Craven struggled to transition from these brutal early works to more mainstream commercial success. At the time, low-budget horror cinema was gaining legitimacy following the 1978 release of John Carpenter’s Halloween, which is credited for inventing the “slasher movie.” After a few failed efforts, Craven finally found his foothold in 1984 when he wrote and directed A Nightmare on Elm Street: a strangely funny, deliberately surreal take on the slasher model about a dead criminal who murders people in their dreams.
Besides casting a young Johnny Depp in his breakout role, Elm Street’s legacy includes a lasting franchise of sequels that range from paint-by-numbers to the weirdly memorable. But alone, it stands as Craven’s best work. Its heroes are teenagers roiled by hormones and normal anxieties, its death scenes are radically bloody and strange, and the nightmare sequences are orchestrated with clever filming tricks.
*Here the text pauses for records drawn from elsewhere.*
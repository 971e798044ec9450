//! Relative trading volume.

use sagres_traits::{Factor, FactorCategory, FactorContext, FactorPanel, Result, SagresError};
use serde::{Deserialize, Serialize};
use tracing::warn;

use crate::window::trailing_bar_panel;

/// Configuration for the trading volume factor.
#[derive(Debug, Clone, Serialize, Deserialize)]
pub struct TradingVolumeConfig {
    /// Number of prior sessions in the reference average (default: 20)
    pub window: usize,
}

impl Default for TradingVolumeConfig {
    fn default() -> Self {
        Self { window: 20 }
    }
}

/// Today's volume over the average volume of the prior `window` sessions.
///
/// A value of 1.0 is an ordinary day. No value is produced on a date whose
/// window has a missing volume or a non-positive average.
#[derive(Debug, Clone)]
pub struct TradingVolume {
    config: TradingVolumeConfig,
}

impl TradingVolume {
    /// Create a new trading volume factor with the given configuration.
    #[must_use]
    pub const fn new(config: TradingVolumeConfig) -> Self {
        Self { config }
    }
}

impl Default for TradingVolume {
    fn default() -> Self {
        Self::new(TradingVolumeConfig::default())
    }
}

impl Factor for TradingVolume {
    fn name(&self) -> &str {
        "trading_volume"
    }

    fn description(&self) -> &str {
        "Daily volume relative to its trailing average"
    }

    fn category(&self) -> FactorCategory {
        FactorCategory::Liquidity
    }

    fn lookback(&self) -> usize {
        self.config.window
    }

    fn compute(&self, ctx: &FactorContext<'_>) -> Result<FactorPanel> {
        let window = self.config.window;
        if window == 0 {
            return Err(SagresError::Configuration(
                "trading volume window must be at least 1".to_string(),
            ));
        }
        let panel = trailing_bar_panel(self.name(), ctx, window, |bars| {
            let volumes = bars.iter().map(|b| b.volume).collect::<Option<Vec<f64>>>()?;
            let (today, prior) = volumes.split_last()?;
            let average = prior.iter().sum::<f64>() / prior.len() as f64;
            (average > 0.0).then(|| today / average)
        });
        if panel.is_empty() && !ctx.prices.is_empty() {
            warn!(factor = self.name(), "no volume data; factor panel is empty");
        }
        Ok(panel)
    }
}

#[cfg(test)]
mod tests {
    use std::collections::BTreeMap;

    use super::*;
    use approx::assert_relative_eq;
    use sagres_traits::{Date, PriceBar, PriceSeries};

    fn day(d: u32) -> Date {
        Date::from_ymd_opt(2024, 5, d).unwrap()
    }

    fn series(volumes: &[Option<f64>]) -> PriceSeries {
        PriceSeries::new(
            volumes
                .iter()
                .enumerate()
                .map(|(i, &volume)| PriceBar {
                    date: day(i as u32 + 1),
                    adjusted_close: 100.0,
                    volume,
                })
                .collect(),
        )
        .unwrap()
    }

    #[test]
    fn test_relative_to_prior_average() {
        let prices = BTreeMap::from([(
            "X".to_string(),
            series(&[Some(100.0), Some(300.0), Some(400.0), Some(100.0)]),
        )]);
        let factor = TradingVolume::new(TradingVolumeConfig { window: 2 });
        let panel = factor.compute(&FactorContext::new(&prices)).unwrap();

        assert_eq!(panel.len(), 2);
        assert!(panel.get(&day(2)).is_none());
        let x = panel.series_for("X");
        assert_relative_eq!(x.get(&day(3)).unwrap(), 2.0, epsilon = 1e-12);
        assert_relative_eq!(x.get(&day(4)).unwrap(), 100.0 / 350.0, epsilon = 1e-12);
    }

    #[test]
    fn test_missing_or_zero_volume_gives_no_value() {
        let prices = BTreeMap::from([
            (
                "GAP".to_string(),
                series(&[Some(100.0), None, Some(200.0), Some(100.0), Some(450.0)]),
            ),
            ("ZERO".to_string(), series(&[Some(0.0), Some(0.0), Some(50.0), Some(25.0)])),
            ("NONE".to_string(), series(&[None, None, None, None])),
        ]);
        let factor = TradingVolume::new(TradingVolumeConfig { window: 2 });
        let panel = factor.compute(&FactorContext::new(&prices)).unwrap();

        // GAP only recovers once the missing bar leaves the window.
        let gap = panel.series_for("GAP");
        assert_eq!(gap.dates().collect::<Vec<_>>(), vec![day(5)]);
        assert_relative_eq!(gap.get(&day(5)).unwrap(), 3.0, epsilon = 1e-12);
        // ZERO: the window before day 3 averages 0.
        assert_eq!(panel.series_for("ZERO").dates().collect::<Vec<_>>(), vec![day(4)]);
        assert!(panel.series_for("NONE").is_empty());
    }

    #[test]
    fn test_zero_window_rejected() {
        let prices = BTreeMap::new();
        let factor = TradingVolume::new(TradingVolumeConfig { window: 0 });
        assert!(matches!(
            factor.compute(&FactorContext::new(&prices)),
            Err(SagresError::Configuration(_))
        ));
    }
}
Made for less than $2 million, the film was a box-office sensation, and one Craven again struggled to equal for years.
His work in the intervening years ranges from the terrible (The Hills Have Eyes Part II, a sequel he later disowned) to the formulaic (the zombie flick The Serpent and the Rainbow) to the fascinating (The People Under the Stairs, a smart but disturbing commentary on Los Angeles’s slums in the early ‘90s), but it wasn’t until the 1994 release of Wes Craven’s New Nightmare that he entered the final stage of his career. New Nightmare saw Freddy Krueger invade the set of Craven’s latest movie, and served as a self-reflexive look at the horror film industry and its penchant for cannibalizing what has come before, be it through sequels, remakes, or simple rip-offs.
This led Craven to Kevin Williamson’s Scream script, in which teenage serial killers murder people in accordance with the laws and tropes set down by the very slasher movies Craven and his ilk had created years earlier. Funny and self-referential, but still filled with gore, good old-fashioned jump scares, and playful suspense, it made $103 million at the domestic box office, an unheard-of bonanza for an R-rated horror film, and spawned a thousand imitators that were half as scary and one-tenth as intelligent. The perfect person to satirize Craven’s work was Craven himself, and though its three sequels (all directed by Craven) weren’t as compelling, they never dropped the meta-textual angle (like New Nightmare, Scream 3 saw a killer stalking a horror movie set).
Outside of Scream, Craven’s later horror output was less interesting. The long-delayed horror-comedy Cursed, also written by Williamson, flopped in 2005, and 2010’s My Soul to Take was dismissed by audiences and critics. His most unconventional choice was the sweet-but-sappy inspirational music-teacher drama Music of the Heart (1999), which netted an Oscar nomination for Meryl Streep but mostly drew confused shrugs from critics, who were shocked that Craven would make such a formulaic movie. Though Craven wasn’t particularly known for his action chops, the 2005 drama Red Eye, starring Cillian Murphy and Rachel McAdams, featured some high-wire antics on an airplane (though its best moments came in the suspenseful opening scenes).
Even with all those career bumps, the announcement of a new film from Craven was always weighted with expectation—that perhaps this would be the latest project to reshape how moviegoers thought about horror, long one of cinema’s least heralded genres. The form owes its critical legitimacy and studio respectability to Craven and his unwillingness to churn out something derivative, even if that’s what was expected of him. Most horror directors are defined by the field they work in, but for Craven, it was the other way around.